Dataset entries
- Opening Delimiter -

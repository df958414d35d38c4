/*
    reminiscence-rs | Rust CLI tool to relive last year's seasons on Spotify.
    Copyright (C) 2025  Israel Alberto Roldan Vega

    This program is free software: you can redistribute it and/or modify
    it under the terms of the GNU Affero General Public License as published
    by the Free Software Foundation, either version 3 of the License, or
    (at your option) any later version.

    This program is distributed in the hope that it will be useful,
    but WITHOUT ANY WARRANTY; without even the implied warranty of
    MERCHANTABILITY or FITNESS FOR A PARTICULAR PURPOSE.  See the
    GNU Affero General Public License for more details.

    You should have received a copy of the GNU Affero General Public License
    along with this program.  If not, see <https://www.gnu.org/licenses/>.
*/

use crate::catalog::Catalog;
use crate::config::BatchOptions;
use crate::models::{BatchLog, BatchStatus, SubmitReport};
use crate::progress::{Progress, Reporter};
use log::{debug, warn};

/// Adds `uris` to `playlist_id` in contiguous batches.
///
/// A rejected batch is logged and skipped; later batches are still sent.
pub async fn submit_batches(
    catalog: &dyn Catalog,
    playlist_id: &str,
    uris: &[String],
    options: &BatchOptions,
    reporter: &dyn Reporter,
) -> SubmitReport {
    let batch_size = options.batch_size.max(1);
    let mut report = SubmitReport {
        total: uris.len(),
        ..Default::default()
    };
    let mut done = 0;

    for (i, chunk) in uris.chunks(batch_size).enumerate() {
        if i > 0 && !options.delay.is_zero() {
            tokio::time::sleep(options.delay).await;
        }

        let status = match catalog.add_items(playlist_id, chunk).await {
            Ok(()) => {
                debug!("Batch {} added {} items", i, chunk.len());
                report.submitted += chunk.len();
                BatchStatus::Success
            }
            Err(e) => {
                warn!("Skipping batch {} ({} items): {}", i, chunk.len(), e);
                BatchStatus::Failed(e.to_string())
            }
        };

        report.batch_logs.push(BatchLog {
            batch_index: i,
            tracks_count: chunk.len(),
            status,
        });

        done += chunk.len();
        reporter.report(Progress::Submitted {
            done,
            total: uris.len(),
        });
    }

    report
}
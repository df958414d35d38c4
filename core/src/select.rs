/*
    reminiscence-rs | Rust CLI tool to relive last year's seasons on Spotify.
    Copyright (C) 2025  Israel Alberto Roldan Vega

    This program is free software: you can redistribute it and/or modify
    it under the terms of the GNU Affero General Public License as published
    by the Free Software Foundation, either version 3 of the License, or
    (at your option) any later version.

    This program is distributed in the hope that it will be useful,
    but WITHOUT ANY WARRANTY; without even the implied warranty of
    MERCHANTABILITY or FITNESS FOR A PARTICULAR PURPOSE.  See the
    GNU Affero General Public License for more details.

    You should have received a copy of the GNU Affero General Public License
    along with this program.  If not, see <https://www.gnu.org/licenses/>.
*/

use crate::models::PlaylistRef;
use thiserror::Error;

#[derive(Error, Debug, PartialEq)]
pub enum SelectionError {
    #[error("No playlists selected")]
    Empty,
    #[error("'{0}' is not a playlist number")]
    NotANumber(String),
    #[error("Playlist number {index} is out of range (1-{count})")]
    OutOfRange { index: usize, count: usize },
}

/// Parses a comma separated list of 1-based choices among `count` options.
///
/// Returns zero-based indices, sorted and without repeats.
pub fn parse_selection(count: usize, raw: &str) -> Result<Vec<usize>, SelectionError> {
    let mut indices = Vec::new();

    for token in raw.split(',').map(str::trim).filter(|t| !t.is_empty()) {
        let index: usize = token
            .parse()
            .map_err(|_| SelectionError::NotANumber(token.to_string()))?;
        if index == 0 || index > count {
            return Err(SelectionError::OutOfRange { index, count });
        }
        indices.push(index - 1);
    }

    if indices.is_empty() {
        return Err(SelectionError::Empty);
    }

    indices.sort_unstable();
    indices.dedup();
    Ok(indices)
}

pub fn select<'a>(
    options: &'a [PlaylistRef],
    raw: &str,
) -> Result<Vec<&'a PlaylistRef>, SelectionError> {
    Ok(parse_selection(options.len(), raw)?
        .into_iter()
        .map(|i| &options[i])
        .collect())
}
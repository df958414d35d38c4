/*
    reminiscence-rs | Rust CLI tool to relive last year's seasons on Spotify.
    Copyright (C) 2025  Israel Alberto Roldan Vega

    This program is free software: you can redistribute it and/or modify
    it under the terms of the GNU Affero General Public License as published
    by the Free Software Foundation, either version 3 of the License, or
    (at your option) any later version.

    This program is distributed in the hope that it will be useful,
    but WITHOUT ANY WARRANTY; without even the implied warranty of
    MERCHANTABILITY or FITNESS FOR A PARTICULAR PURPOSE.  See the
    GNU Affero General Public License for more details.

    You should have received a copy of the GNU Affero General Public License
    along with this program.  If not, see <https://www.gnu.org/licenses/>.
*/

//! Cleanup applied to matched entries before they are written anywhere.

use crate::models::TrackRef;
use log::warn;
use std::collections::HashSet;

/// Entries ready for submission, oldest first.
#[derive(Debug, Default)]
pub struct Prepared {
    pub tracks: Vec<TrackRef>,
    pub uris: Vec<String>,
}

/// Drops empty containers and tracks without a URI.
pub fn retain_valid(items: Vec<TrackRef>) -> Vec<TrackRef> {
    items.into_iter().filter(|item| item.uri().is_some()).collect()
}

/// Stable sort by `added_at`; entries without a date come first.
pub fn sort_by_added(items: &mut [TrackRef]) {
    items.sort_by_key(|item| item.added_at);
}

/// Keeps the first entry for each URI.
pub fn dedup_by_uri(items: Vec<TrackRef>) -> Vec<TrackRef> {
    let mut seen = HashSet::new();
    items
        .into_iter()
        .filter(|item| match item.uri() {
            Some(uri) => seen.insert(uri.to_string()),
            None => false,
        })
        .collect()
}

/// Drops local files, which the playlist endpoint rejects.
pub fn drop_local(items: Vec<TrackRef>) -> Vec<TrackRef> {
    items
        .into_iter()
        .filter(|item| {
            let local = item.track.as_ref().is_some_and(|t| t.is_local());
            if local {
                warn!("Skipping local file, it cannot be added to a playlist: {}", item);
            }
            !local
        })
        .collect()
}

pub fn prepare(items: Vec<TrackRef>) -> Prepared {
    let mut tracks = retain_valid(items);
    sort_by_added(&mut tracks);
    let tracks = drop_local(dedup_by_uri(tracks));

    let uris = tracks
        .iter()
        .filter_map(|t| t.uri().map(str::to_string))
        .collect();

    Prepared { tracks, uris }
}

- Closing Delimiter -

▶ WHAT IS NEEDED
For this data, state how many lines include the word "TrackRef", with nothing added.

▶ OUTPUT FOR THIS TASK
7